Some people think that vinotherapy means sitting in a barrel slurping wine through a straw,” says Mathilde Thomas with a laugh. In fact, that’s about the only thing it doesn’t mean. At the French skin-care guru’s new $10 million spa, Les Sources de Caudalie, guests may luxuriate in crushed-cabernet body scrubs, grape-seed-based skin creams and hot tubs swirling with grape-seed extract and essential oils. The ingredients may be ordinaire, but according to Thomas the effect is not. “The antioxidants in the extract are 10,000 times more effective than vitamin E in stopping free radicals,” she asserts. “They build up collagen and make your skin look younger.”
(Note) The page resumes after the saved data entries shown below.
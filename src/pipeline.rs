//! Pipeline – configuration plus the paint step that ties together parsing,
//! styling and layout into a single [`Surface`].

use std::fs;
use std::path::Path;

use serde::{Deserialize, Serialize};

use crate::dom::body_children;
use crate::error::{ConfigError, PaintError};
use crate::fonts::FontManager;
use crate::layout::compute_layout;
use crate::style::build_styled_tree;
use crate::surface::Surface;
use crate::templates::VisualDocument;

/// Configuration for painting and capture. Every field has a default, so a
/// config file only needs the keys it overrides.
#[derive(Debug, Clone, PartialEq, Serialize, Deserialize)]
#[serde(default)]
pub struct PipelineConfig {
    /// Document title embedded in the PDF metadata. Empty means
    /// "derive from the subject's name".
    pub title: String,
    /// Width of the page the templates are laid out in, in CSS px.
    pub viewport_width: f32,
    /// Oversampling factor for the capture bitmap.
    pub scale: f32,
    /// Opaque canvas colour behind the document.
    pub background: String,
    /// JPEG quality, 1–100.
    pub jpeg_quality: u8,
    /// Upper bound on the capture bitmap's pixel count.
    pub max_pixels: u64,
}

impl Default for PipelineConfig {
    fn default() -> Self {
        Self {
            title: String::new(),
            viewport_width: 896.0,
            scale: 2.0,
            background: "#ffffff".to_string(),
            jpeg_quality: 90,
            max_pixels: 64_000_000,
        }
    }
}

impl PipelineConfig {
    pub fn from_json(json: &str) -> Result<Self, ConfigError> {
        Ok(serde_json::from_str(json)?)
    }

    pub fn load(path: &Path) -> Result<Self, ConfigError> {
        let json = fs::read_to_string(path).map_err(|source| ConfigError::Io {
            path: path.to_path_buf(),
            source,
        })?;
        Self::from_json(&json)
    }
}

/// Lay out a rendered document into a paintable surface spanning its full
/// height.
pub fn paint(
    visual: &VisualDocument,
    fonts: &FontManager,
    config: &PipelineConfig,
) -> Result<Surface, PaintError> {
    // 1. Style the DOM
    let dom_nodes = body_children(&visual.nodes);
    let styled = build_styled_tree(&dom_nodes, None);

    // 2. Compute layout
    let boxes = compute_layout(&styled, config.viewport_width, fonts)?;

    // 3. Freeze into a display list
    let title = if config.title.is_empty() {
        match visual.field_text("name") {
            Some(name) => format!("CV - {name}"),
            None => "Curriculum Vitae".to_string(),
        }
    } else {
        config.title.clone()
    };
    let surface = Surface::from_layout(title, visual.direction, config.viewport_width, &boxes, fonts);
    log::debug!(
        "Painted {}x{} px surface ({} top-level boxes)",
        surface.width,
        surface.height,
        surface.boxes.len()
    );
    Ok(surface)
}

#[cfg(test)]
mod tests {
    use super::*;
    use crate::model::CvDocument;
    use crate::selection::Selection;
    use crate::templates::render;

    #[test]
    fn partial_config_keeps_defaults() {
        let config = PipelineConfig::from_json(r#"{"scale": 1.5}"#).unwrap();
        assert_eq!(config.scale, 1.5);
        assert_eq!(config.jpeg_quality, 90);
        assert_eq!(config.viewport_width, 896.0);
    }

    #[test]
    fn unknown_types_are_rejected() {
        assert!(matches!(
            PipelineConfig::from_json(r#"{"jpeg_quality": "high"}"#),
            Err(ConfigError::Parse(_))
        ));
    }

    #[test]
    fn paint_spans_viewport_width_and_names_document() {
        let doc = CvDocument::sample().unwrap();
        let visual = render(&doc, &Selection::default());
        let config = PipelineConfig::default();
        let surface = paint(&visual, &FontManager::default(), &config).unwrap();
        assert_eq!(surface.width, 896.0);
        assert!(surface.height > 500.0);
        assert_eq!(surface.title, "CV - Jane Q. Doe");
        assert!(surface.text_lines().contains(&"Jane Q. Doe"));
    }
}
Thomas, 27, opened Les Sources de Caudalie last month on her family’s lush vineyard in Martillac, 10 miles south of the wine-worshipping city of Bordeaux, France. Now fans of her Caudalie line of skin-care products—like Catherine Deneuve, Madonna, designer Donatella Versace and Princess Caroline of Monaco—can book themselves restorative sessions of la vie en rosé. Actress Isabelle Adjani, who recently spent a week being pampered at the spa, calls Caudalie’s Eau de Beauté grape-seed extract spray-on lotion “my holy water.”

Attached to a four-star hotel and a pair of gourmet restaurants, the spa offers facials and massages using the Caudalie grape-seed oil creams (available at U.S. stores such as Sephora and Barneys for $15 to $45 each), plus such treatments as wine-and-honey wraps to improve circulation. A one-week stay at the spa costs $3,000.
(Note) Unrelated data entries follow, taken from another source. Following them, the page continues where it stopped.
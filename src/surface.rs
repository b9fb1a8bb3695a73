//! Painted surface – the frozen display list between layout and capture.
//!
//! A [`Surface`] spans the document's full scroll extent as one tall canvas.
//! Every box carries absolute coordinates in CSS px and already-aligned text
//! lines, so the rasterizer never needs the style tree.

use serde::{Deserialize, Serialize};

use crate::fonts::FontManager;
use crate::layout::{BoxContent, PositionedBox};
use crate::selection::TextDirection;
use crate::style::{Edges, TextAlign, TextDecoration};

/// The painted document, ready for capture.
#[derive(Debug, Clone, Serialize, Deserialize)]
pub struct Surface {
    /// Title embedded in the PDF metadata.
    pub title: String,
    pub direction: TextDirection,
    /// Extent of the document in CSS px.
    pub width: f32,
    pub height: f32,
    pub boxes: Vec<LayoutBox>,
}

/// A positioned rectangle with optional content.
#[derive(Debug, Clone, Serialize, Deserialize)]
pub struct LayoutBox {
    /// Position relative to the document's top-left corner.
    pub x: f32,
    pub y: f32,
    pub width: f32,
    pub height: f32,

    pub background_color: Option<[f32; 4]>,
    pub border: Option<BorderStyle>,
    #[serde(default)]
    pub border_radius: f32,

    pub text: Option<TextContent>,
    pub image: Option<ImageContent>,

    pub children: Vec<LayoutBox>,
}

#[derive(Debug, Clone, Serialize, Deserialize)]
pub struct BorderStyle {
    /// Top, right, bottom, left.
    pub widths: [f32; 4],
    pub color: [f32; 4],
}

#[derive(Debug, Clone, Serialize, Deserialize)]
pub struct TextContent {
    /// Pre-wrapped lines of text.
    pub lines: Vec<TextLine>,
    pub font_family: String,
    pub font_size: f32,
    pub bold: bool,
    pub italic: bool,
    pub color: [f32; 4],
    /// Line box height in px.
    pub line_height: f32,
    /// Physical alignment: `left`, `center` or `right`.
    pub text_align: String,
    pub direction: TextDirection,
    pub underline: bool,
    /// Bullet drawn in the gutter on the inline-start side.
    pub list_marker: Option<String>,
}

#[derive(Debug, Clone, Serialize, Deserialize)]
pub struct TextLine {
    pub text: String,
    /// X offset of the line's left edge within the box (padding and alignment included).
    pub x_offset: f32,
    /// Y offset of the line box top within the box.
    pub y_offset: f32,
    /// Measured advance width.
    pub width: f32,
}

#[derive(Debug, Clone, Serialize, Deserialize)]
pub struct ImageContent {
    pub src: String,
    pub width: f32,
    pub height: f32,
}

impl Surface {
    /// Freeze laid-out boxes into a surface. The height is the bottom of the
    /// lowest top-level margin box.
    pub fn from_layout(
        title: impl Into<String>,
        direction: TextDirection,
        width: f32,
        boxes: &[PositionedBox],
        fonts: &FontManager,
    ) -> Self {
        let height = boxes
            .iter()
            .map(|b| b.y + b.height + b.style.margin.bottom)
            .fold(0.0f32, f32::max);
        Self {
            title: title.into(),
            direction,
            width,
            height,
            boxes: boxes.iter().map(|b| build_layout_box(b, fonts)).collect(),
        }
    }

    /// Bitmap dimensions when captured at `scale`.
    pub fn pixel_size(&self, scale: f32) -> (u32, u32) {
        (
            (self.width * scale).ceil().max(0.0) as u32,
            (self.height * scale).ceil().max(0.0) as u32,
        )
    }

    /// Every painted text line in paint order.
    pub fn text_lines(&self) -> Vec<&str> {
        fn walk<'a>(b: &'a LayoutBox, out: &mut Vec<&'a str>) {
            if let Some(t) = &b.text {
                out.extend(t.lines.iter().map(|l| l.text.as_str()));
            }
            for c in &b.children {
                walk(c, out);
            }
        }
        let mut out = Vec::new();
        for b in &self.boxes {
            walk(b, &mut out);
        }
        out
    }

    /// Serialise to JSON.
    pub fn to_json(&self) -> Result<String, serde_json::Error> {
        serde_json::to_string_pretty(self)
    }

    /// Deserialise from JSON.
    pub fn from_json(json: &str) -> Result<Self, serde_json::Error> {
        serde_json::from_str(json)
    }
}

impl LayoutBox {
    pub fn new(x: f32, y: f32, width: f32, height: f32) -> Self {
        Self {
            x,
            y,
            width,
            height,
            background_color: None,
            border: None,
            border_radius: 0.0,
            text: None,
            image: None,
            children: Vec::new(),
        }
    }
}

/// Recursively convert a positioned box; coordinates are already
/// document-absolute because `extract` accumulates offsets.
fn build_layout_box(pbox: &PositionedBox, fonts: &FontManager) -> LayoutBox {
    let style = &pbox.style;
    let mut lb = LayoutBox::new(pbox.x, pbox.y, pbox.width, pbox.height);

    if !style.background_color.is_transparent() {
        lb.background_color = Some(style.background_color.to_array());
    }
    if !style.border.is_zero() && !style.border_color.is_transparent() {
        let Edges {
            top,
            right,
            bottom,
            left,
        } = style.border;
        lb.border = Some(BorderStyle {
            widths: [top, right, bottom, left],
            color: style.border_color.to_array(),
        });
    }
    lb.border_radius = style.border_radius.min(pbox.width / 2.0).min(pbox.height / 2.0);

    match &pbox.content {
        BoxContent::Text { lines, .. } => {
            let bold = style.is_bold();
            let italic = style.is_italic();
            let line_height = style.font_size * style.line_height;
            let inner_left = style.padding.left + style.border.left;
            let inner_right = pbox.width - style.padding.right - style.border.right;
            let top = style.padding.top + style.border.top;
            let align = style.physical_align();

            let text_lines = lines
                .iter()
                .enumerate()
                .map(|(i, line)| {
                    let width = fonts.measure_text_width(
                        line,
                        style.font_size,
                        bold,
                        italic,
                        &style.font_family,
                    );
                    let x_offset = match align {
                        TextAlign::Center => (inner_left + inner_right - width) / 2.0,
                        TextAlign::Right => inner_right - width,
                        TextAlign::Left | TextAlign::Start => inner_left,
                    };
                    TextLine {
                        text: line.clone(),
                        x_offset,
                        y_offset: top + i as f32 * line_height,
                        width,
                    }
                })
                .collect();

            lb.text = Some(TextContent {
                lines: text_lines,
                font_family: style.font_family.clone(),
                font_size: style.font_size,
                bold,
                italic,
                color: style.color.to_array(),
                line_height,
                text_align: match align {
                    TextAlign::Center => "center",
                    TextAlign::Right => "right",
                    TextAlign::Left | TextAlign::Start => "left",
                }
                .to_string(),
                direction: style.direction,
                underline: style.text_decoration == TextDecoration::Underline,
                list_marker: pbox.marker.clone(),
            });
        }
        BoxContent::Image { src } => {
            lb.image = Some(ImageContent {
                src: src.clone(),
                width: pbox.width,
                height: pbox.height,
            });
        }
        BoxContent::None => {}
    }

    lb.children = pbox
        .children
        .iter()
        .map(|child| build_layout_box(child, fonts))
        .collect();
    lb
}

#[cfg(test)]
mod tests {
    use super::*;
    use crate::dom::parse_html;
    use crate::layout::compute_layout;
    use crate::style::build_styled_tree;

    fn paint(html: &str) -> Surface {
        let fonts = FontManager::default();
        let styled = build_styled_tree(&parse_html(html), None);
        let boxes = compute_layout(&styled, 400.0, &fonts).unwrap();
        Surface::from_layout("test", TextDirection::Ltr, 400.0, &boxes, &fonts)
    }

    fn first_text(b: &LayoutBox) -> Option<&TextContent> {
        b.text
            .as_ref()
            .or_else(|| b.children.iter().find_map(first_text))
    }

    #[test]
    fn right_aligned_text_ends_at_padding_edge() {
        let surface = paint(r#"<div><p class="text-right px-4">Hi</p></div>"#);
        let text = first_text(&surface.boxes[0]).unwrap();
        let line = &text.lines[0];
        // 400 wide, 16px right padding, "Hi" is 16px
        assert!((line.x_offset - (400.0 - 16.0 - 16.0)).abs() < 0.01);
    }

    #[test]
    fn rtl_start_alignment_is_right() {
        let surface = paint(r#"<div dir="rtl"><p>abcd</p></div>"#);
        let text = first_text(&surface.boxes[0]).unwrap();
        assert_eq!(text.direction, TextDirection::Rtl);
        assert!((text.lines[0].x_offset - (400.0 - 32.0)).abs() < 0.01);
    }

    #[test]
    fn height_covers_whole_document() {
        let surface = paint("<div><p>One</p><p>Two</p><p>Three</p></div>");
        // Three lines of 22.4px plus 4px paragraph margins
        assert!(surface.height >= 3.0 * 22.4);
        assert_eq!(surface.pixel_size(2.0).0, 800);
    }

    #[test]
    fn json_round_trip_preserves_lines() {
        let surface = paint("<p>Hello world</p>");
        let json = surface.to_json().unwrap();
        let back = Surface::from_json(&json).unwrap();
        assert_eq!(back.text_lines(), vec!["Hello world"]);
    }
}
The seed of Thomas’s idea was planted several years ago, when scientists studying the so-called French paradox—how the Gauls can enjoy both a high-cholesterol diet and low levels of heart disease—discovered that red wine contains antioxidants called polyphenols that help keep the ticker young. Scientists like University of Bordeaux professor Joseph Vercauteren subsequently found that grape seeds, normally discarded during wine production, contain powerful antioxidants that protect tissues—including the skin.
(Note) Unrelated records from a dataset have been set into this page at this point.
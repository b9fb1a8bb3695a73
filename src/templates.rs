//! Résumé templates – render the document model into the HTML subset the
//! painter understands.
//!
//! Rendering is a pure function of the document and the selection: the same
//! inputs always produce byte-identical markup.

use crate::dom::{self, escape_html as esc, DomNode};
use crate::i18n::{section_label, LabelKey, Language};
use crate::model::{CvDocument, Experience};
use crate::selection::{Layout, Selection, TextDirection};

/// Compact layout keeps at most this many achievements per role.
pub const COMPACT_MAX_ACHIEVEMENTS: usize = 4;

/// Output of [`render`]: the markup and its parsed tree.
#[derive(Debug, Clone, PartialEq)]
pub struct VisualDocument {
    pub selection: Selection,
    pub direction: TextDirection,
    pub html: String,
    pub nodes: Vec<DomNode>,
}

impl VisualDocument {
    pub fn is_rtl(&self) -> bool {
        self.direction.is_rtl()
    }

    /// All rendered text, whitespace-collapsed.
    pub fn text_content(&self) -> String {
        let parts: Vec<String> = self.nodes.iter().map(DomNode::text_content).collect();
        dom::collapse_whitespace(&parts.join(" "))
    }

    /// Text of the element tagged `data-field="<field>"`.
    pub fn field_text(&self, field: &str) -> Option<String> {
        dom::find_field(&self.nodes, field).map(|e| e.text_content())
    }
}

/// Colour scheme per layout.
struct Theme {
    header_bg: &'static str,
    accent: &'static str,
    border: &'static str,
    card_bg: &'static str,
    chip_bg: &'static str,
}

impl Theme {
    fn for_layout(layout: Layout) -> Self {
        match layout {
            Layout::Compact => Self {
                header_bg: "#1a1a2e",
                accent: "#1a1a2e",
                border: "#1a1a2e",
                card_bg: "rgba(26, 26, 46, 0.05)",
                chip_bg: "#16213e",
            },
            Layout::Full => Self {
                header_bg: "#16213e",
                accent: "#16213e",
                border: "#1a1a2e",
                card_bg: "rgba(26, 26, 46, 0.05)",
                chip_bg: "#1a1a2e",
            },
        }
    }
}

/// Render the document for the given selection.
pub fn render(doc: &CvDocument, selection: &Selection) -> VisualDocument {
    let direction = selection.direction();
    let ctx = Ctx {
        doc,
        lang: selection.language,
        layout: selection.layout,
        theme: Theme::for_layout(selection.layout),
    };
    let body = match selection.layout {
        Layout::Compact => render_compact(&ctx),
        Layout::Full => render_full(&ctx),
    };
    let html = format!(
        r#"<div class="w-full bg-white" dir="{}" lang="{}">{body}</div>"#,
        direction.as_attr(),
        selection.language.code(),
    );
    let nodes = dom::parse_html(&html);
    log::debug!(
        "Rendered {} layout in '{}' ({} bytes)",
        selection.layout,
        selection.language,
        html.len()
    );
    VisualDocument {
        selection: *selection,
        direction,
        html,
        nodes,
    }
}

struct Ctx<'a> {
    doc: &'a CvDocument,
    lang: Language,
    layout: Layout,
    theme: Theme,
}

impl Ctx<'_> {
    fn label(&self, key: LabelKey) -> String {
        let text = section_label(&self.doc.labels, key, self.lang, self.layout);
        match self.layout {
            Layout::Compact => esc(&text.to_uppercase()),
            Layout::Full => esc(&text),
        }
    }

    fn achievements<'e>(&self, exp: &'e Experience) -> &'e [String] {
        let all = exp.achievements.resolve(self.lang);
        match self.layout {
            Layout::Compact => &all[..all.len().min(COMPACT_MAX_ACHIEVEMENTS)],
            Layout::Full => all,
        }
    }
}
Thomas learned of Vercauteren’s research in 1993. The older daughter of French supermarket mogul Daniel Cathiard, 55, and his wife, Florence, 53, an advertising executive (sister Alice, 22, is a student), Mathilde had been preparing for business school when her parents purchased the venerable Smith Haut Lafitte winery in Bordeaux in 1990. With a modest investment from her father—plus grape seeds left from crushings at the winery—Mathilde founded Caudalie in Paris in 1994. Her partner in the venture (and since 1996 in marriage) is business-school grad Bertrand Thomas, now 29. Licensing Vercauteren’s patented method to stabilize polyphenols in creams, the couple sold their first face lotions to pharmacies door-to-door. Caudalie revenues reached $3 million last year.

“The treatments don’t exist anywhere else, and they’re absolutely divine,” says Mathilde, who lives with her husband in a Paris loft. She would know: “I am the first guinea pig, always.”